Here are your early headlines:

ABN Amro Q1 profit drops 20%, missing expectations

Credit Agricole's Q1 net profit fell 11% to 763 mln euros

Strong Europe helps LafargeHolcim to Q1 earnings beat

Eutelsat cuts full-year operating revenue forecast

JCDecaux Q1 Adjusted Revenue Up At 840.0 Million Euros

RWE beats Q1 forecasts on strong trading performance

Eiffage in exclusive talks to buy a 49.99 percent stake in Toulouse airport

Novartis' cancer treatment Kymriah gets Japan nod at cost of $305,800

Volvo signs EV battery supply deals with LG Chem, CATL

(Helen Reid)

*****

EUROPEAN STOCKS TO CLIMB FURTHER AS TRUMP DOWNPLAYS TRADE WAR (0522 GMT)

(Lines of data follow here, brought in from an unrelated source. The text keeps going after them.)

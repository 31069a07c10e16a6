//! Error types for sonotap-id

use thiserror::Error;

/// Fingerprint generation errors
#[derive(Debug, Error)]
pub enum FingerprintError {
    #[error("No audio samples to fingerprint")]
    EmptyInput,

    #[error("I/O error: {0}")]
    Io(#[from] std::io::Error),
}

/// Metadata lookup errors
///
/// A miss is not an error; see [`crate::lookup::LookupOutcome::NoMatch`].
#[derive(Debug, Error)]
pub enum LookupError {
    #[error("Storage error: {0}")]
    Storage(#[from] sonotap_common::Error),

    #[error("External resolver failed: {0}")]
    Resolver(String),
}

/// Errors that abandon a single identification cycle
#[derive(Debug, Error)]
pub enum SchedulerError {
    #[error("Capture failed: {0}")]
    Capture(#[from] sonotap_tap::Error),

    #[error("Fingerprint failed: {0}")]
    Fingerprint(#[from] FingerprintError),

    #[error("Lookup failed: {0}")]
    Lookup(#[from] LookupError),

    #[error("Storage error: {0}")]
    Storage(#[from] sonotap_common::Error),
}

impl SchedulerError {
    /// True when the cycle was abandoned because shutdown was requested
    pub fn is_cancelled(&self) -> bool {
        matches!(self, SchedulerError::Capture(sonotap_tap::Error::Cancelled))
    }
}
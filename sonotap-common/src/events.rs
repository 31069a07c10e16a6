//! Event types and EventBus
//!
//! Domain events are delivered over a tokio broadcast channel. Subscribers
//! receive events emitted after they subscribe; slow subscribers lose the
//! oldest events once the channel capacity is exceeded.

use crate::db::TrackMetadata;
use serde::{Deserialize, Serialize};
use tokio::sync::broadcast;
use tracing::trace;
use uuid::Uuid;

/// Sonotap event types
#[derive(Debug, Clone, Serialize, Deserialize)]
#[serde(tag = "type")]
pub enum TapEvent {
    /// A track was identified from the audio tap (not suppressed as a duplicate)
    TrackIdentified {
        metadata: TrackMetadata,
        /// Match confidence (0.0 to 1.0)
        confidence: f64,
        /// Cached fingerprint the match came from
        fingerprint_id: Uuid,
        timestamp: chrono::DateTime<chrono::Utc>,
    },

    /// An identification cycle failed; the scheduler continues with the next one
    IdentificationCycleFailed {
        error: String,
        timestamp: chrono::DateTime<chrono::Utc>,
    },

    /// Scheduler loop started (after the startup delay)
    SchedulerStarted {
        timestamp: chrono::DateTime<chrono::Utc>,
    },

    /// Scheduler loop exited on cancellation
    SchedulerStopped {
        cycles_run: u64,
        timestamp: chrono::DateTime<chrono::Utc>,
    },
}

impl TapEvent {
    /// Event type name (matches the serialized `type` tag)
    pub fn event_type(&self) -> &'static str {
        match self {
            TapEvent::TrackIdentified { .. } => "TrackIdentified",
            TapEvent::IdentificationCycleFailed { .. } => "IdentificationCycleFailed",
            TapEvent::SchedulerStarted { .. } => "SchedulerStarted",
            TapEvent::SchedulerStopped { .. } => "SchedulerStopped",
        }
    }
}

/// Broadcast bus for [`TapEvent`]s
pub struct EventBus {
    tx: broadcast::Sender<TapEvent>,
    capacity: usize,
}

impl EventBus {
    /// Creates a new EventBus with the given channel capacity
    pub fn new(capacity: usize) -> Self {
        let (tx, _) = broadcast::channel(capacity);
        Self { tx, capacity }
    }

    /// Subscribe to all future events
    pub fn subscribe(&self) -> broadcast::Receiver<TapEvent> {
        self.tx.subscribe()
    }

    /// Emit an event to all subscribers
    ///
    /// Returns `Ok(subscriber_count)`, or `Err` if nobody is listening.
    #[allow(clippy::result_large_err)]
    pub fn emit(&self, event: TapEvent) -> Result<usize, broadcast::error::SendError<TapEvent>> {
        self.tx.send(event)
    }

    /// Emit an event, ignoring the no-subscriber case
    pub fn emit_lossy(&self, event: TapEvent) {
        let event_type = event.event_type();
        if self.tx.send(event).is_err() {
            trace!(event_type, "No subscribers for event");
        }
    }

    pub fn subscriber_count(&self) -> usize {
        self.tx.receiver_count()
    }

    pub fn capacity(&self) -> usize {
        self.capacity
    }
}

Europe is set to build on its rally today, following in the footsteps of Wall Street and

Asian stocks which gained overnight after U.S. President Donald Trump called the trade war with

China "a little squabble", insisting talks between the word's two biggest economies had not

collapsed.

Asian stocks bounced from a 3-1/2-month low as a slight softening in rhetoric from Trump

helped ease worries about the U.S.-China tariff war and on expectations Beijing could release

more economic stimulus.

Financial spreadbetters expect London's FTSE to open 11 points higher at 7,252, Frankfurt's

DAX to open 123 points higher at 12,000, and Paris' CAC to open 87 points higher at 5,350.